PROBLEM DETAILS: Write the entries out exactly, with the final line being the one containing "#[command(subcommand)]".

*** MATERIAL FOR THIS TASK ***

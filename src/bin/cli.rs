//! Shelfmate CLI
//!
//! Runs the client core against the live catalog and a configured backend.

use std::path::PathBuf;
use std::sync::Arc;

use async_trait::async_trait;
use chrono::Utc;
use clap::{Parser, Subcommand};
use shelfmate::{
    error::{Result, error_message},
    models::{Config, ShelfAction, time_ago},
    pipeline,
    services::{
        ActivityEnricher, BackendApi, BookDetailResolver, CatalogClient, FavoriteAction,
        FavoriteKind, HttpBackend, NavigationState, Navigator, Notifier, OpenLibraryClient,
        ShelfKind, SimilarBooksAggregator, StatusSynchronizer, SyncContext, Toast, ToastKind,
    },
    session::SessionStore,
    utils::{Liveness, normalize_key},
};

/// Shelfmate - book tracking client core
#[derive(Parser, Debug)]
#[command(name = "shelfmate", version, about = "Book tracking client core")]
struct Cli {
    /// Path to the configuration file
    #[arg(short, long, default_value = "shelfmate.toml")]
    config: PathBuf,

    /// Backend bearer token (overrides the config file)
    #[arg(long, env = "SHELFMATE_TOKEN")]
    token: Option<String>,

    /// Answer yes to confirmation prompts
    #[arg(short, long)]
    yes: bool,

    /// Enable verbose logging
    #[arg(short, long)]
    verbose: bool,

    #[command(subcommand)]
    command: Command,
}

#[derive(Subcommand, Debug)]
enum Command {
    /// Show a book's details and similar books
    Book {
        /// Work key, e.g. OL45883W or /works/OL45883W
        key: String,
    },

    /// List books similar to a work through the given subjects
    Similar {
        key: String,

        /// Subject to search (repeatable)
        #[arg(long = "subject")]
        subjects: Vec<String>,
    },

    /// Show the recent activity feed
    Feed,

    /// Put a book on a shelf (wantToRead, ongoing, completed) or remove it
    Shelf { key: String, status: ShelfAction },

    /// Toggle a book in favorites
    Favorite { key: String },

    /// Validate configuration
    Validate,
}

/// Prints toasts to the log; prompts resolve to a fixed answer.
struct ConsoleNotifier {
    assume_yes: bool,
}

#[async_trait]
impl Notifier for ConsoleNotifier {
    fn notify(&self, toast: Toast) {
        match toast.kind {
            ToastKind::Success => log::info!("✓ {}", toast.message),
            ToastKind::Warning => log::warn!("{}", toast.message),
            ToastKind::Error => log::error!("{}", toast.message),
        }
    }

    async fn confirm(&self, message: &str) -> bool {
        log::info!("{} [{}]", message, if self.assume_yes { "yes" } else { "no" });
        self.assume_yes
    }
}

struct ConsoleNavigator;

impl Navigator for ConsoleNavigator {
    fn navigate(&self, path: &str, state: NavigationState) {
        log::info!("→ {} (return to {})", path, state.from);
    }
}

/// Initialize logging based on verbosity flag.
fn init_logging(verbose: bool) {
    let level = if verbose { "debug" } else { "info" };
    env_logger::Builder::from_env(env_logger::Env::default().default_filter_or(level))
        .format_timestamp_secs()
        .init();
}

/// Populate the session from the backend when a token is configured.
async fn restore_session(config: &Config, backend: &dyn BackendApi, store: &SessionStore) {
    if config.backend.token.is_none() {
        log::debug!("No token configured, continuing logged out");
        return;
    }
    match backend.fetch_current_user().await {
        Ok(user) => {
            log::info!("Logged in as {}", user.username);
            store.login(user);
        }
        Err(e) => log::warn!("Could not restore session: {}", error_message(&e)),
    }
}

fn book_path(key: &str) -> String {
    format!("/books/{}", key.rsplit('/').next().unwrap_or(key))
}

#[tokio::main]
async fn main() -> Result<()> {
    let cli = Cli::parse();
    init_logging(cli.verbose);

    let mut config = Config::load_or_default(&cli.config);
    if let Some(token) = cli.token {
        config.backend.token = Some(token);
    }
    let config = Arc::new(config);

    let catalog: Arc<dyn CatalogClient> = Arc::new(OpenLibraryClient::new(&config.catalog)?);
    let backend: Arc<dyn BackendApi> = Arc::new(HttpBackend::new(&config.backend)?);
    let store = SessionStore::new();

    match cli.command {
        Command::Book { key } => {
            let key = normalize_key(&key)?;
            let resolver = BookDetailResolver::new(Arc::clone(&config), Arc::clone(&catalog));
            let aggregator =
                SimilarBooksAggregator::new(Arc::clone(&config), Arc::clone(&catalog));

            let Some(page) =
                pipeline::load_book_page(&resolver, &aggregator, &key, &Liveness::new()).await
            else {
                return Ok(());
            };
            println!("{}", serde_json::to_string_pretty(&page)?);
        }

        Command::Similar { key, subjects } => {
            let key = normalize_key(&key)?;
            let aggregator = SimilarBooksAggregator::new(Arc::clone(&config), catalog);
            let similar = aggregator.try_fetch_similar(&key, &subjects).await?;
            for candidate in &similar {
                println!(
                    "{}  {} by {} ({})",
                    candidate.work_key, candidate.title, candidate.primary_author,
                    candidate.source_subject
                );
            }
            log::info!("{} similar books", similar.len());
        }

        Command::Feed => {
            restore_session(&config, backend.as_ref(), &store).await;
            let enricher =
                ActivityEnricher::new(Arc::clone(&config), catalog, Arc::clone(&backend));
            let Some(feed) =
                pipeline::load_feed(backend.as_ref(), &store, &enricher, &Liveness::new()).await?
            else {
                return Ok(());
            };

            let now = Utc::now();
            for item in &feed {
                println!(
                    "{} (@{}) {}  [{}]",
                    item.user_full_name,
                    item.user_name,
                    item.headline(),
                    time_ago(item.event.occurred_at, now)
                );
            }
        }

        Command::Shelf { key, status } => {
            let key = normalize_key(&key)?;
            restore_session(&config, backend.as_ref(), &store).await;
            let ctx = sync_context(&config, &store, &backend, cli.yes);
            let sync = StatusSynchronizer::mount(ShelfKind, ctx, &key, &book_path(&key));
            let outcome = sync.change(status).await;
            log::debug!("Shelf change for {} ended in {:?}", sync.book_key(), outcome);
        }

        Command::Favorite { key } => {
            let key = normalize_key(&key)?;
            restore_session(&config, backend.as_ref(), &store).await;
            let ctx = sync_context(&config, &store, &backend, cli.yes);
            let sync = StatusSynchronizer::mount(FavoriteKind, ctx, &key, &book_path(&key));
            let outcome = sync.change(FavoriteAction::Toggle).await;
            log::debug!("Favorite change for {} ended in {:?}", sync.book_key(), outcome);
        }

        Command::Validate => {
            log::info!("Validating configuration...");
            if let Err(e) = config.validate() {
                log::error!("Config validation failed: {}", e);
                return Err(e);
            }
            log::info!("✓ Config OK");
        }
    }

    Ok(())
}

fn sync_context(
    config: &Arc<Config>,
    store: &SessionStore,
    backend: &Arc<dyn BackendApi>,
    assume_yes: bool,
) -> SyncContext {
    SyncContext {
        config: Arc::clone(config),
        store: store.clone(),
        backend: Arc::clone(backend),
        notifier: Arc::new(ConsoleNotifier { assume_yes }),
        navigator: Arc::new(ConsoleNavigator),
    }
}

*** End of MATERIAL FOR THIS TASK ***

COMPLETED EXERCISE:
filename src/bin/cli.rs
//! Shelfmate CLI
//!
//! Runs the client core against the live catalog and a configured backend.

use std::path::PathBuf;
use std::sync::Arc;

use async_trait::async_trait;
use chrono::Utc;
use clap::{Parser, Subcommand};
use shelfmate::{
    error::{Result, error_message},
    models::{Config, ShelfAction, time_ago},
    pipeline,
    services::{
        ActivityEnricher, BackendApi, BookDetailResolver, CatalogClient, FavoriteAction,
        FavoriteKind, HttpBackend, NavigationState, Navigator, Notifier, OpenLibraryClient,
        ShelfKind, SimilarBooksAggregator, StatusSynchronizer, SyncContext, Toast, ToastKind,
    },
    session::SessionStore,
    utils::{Liveness, normalize_key},
};

/// Shelfmate - book tracking client core
#[derive(Parser, Debug)]
#[command(name = "shelfmate", version, about = "Book tracking client core")]
struct Cli {
    /// Path to the configuration file
    #[arg(short, long, default_value = "shelfmate.toml")]
    config: PathBuf,

    /// Backend bearer token (overrides the config file)
    #[arg(long, env = "SHELFMATE_TOKEN")]
    token: Option<String>,

    /// Answer yes to confirmation prompts
    #[arg(short, long)]
    yes: bool,

    /// Enable verbose logging
    #[arg(short, long)]
    verbose: bool,

    #[command(subcommand)]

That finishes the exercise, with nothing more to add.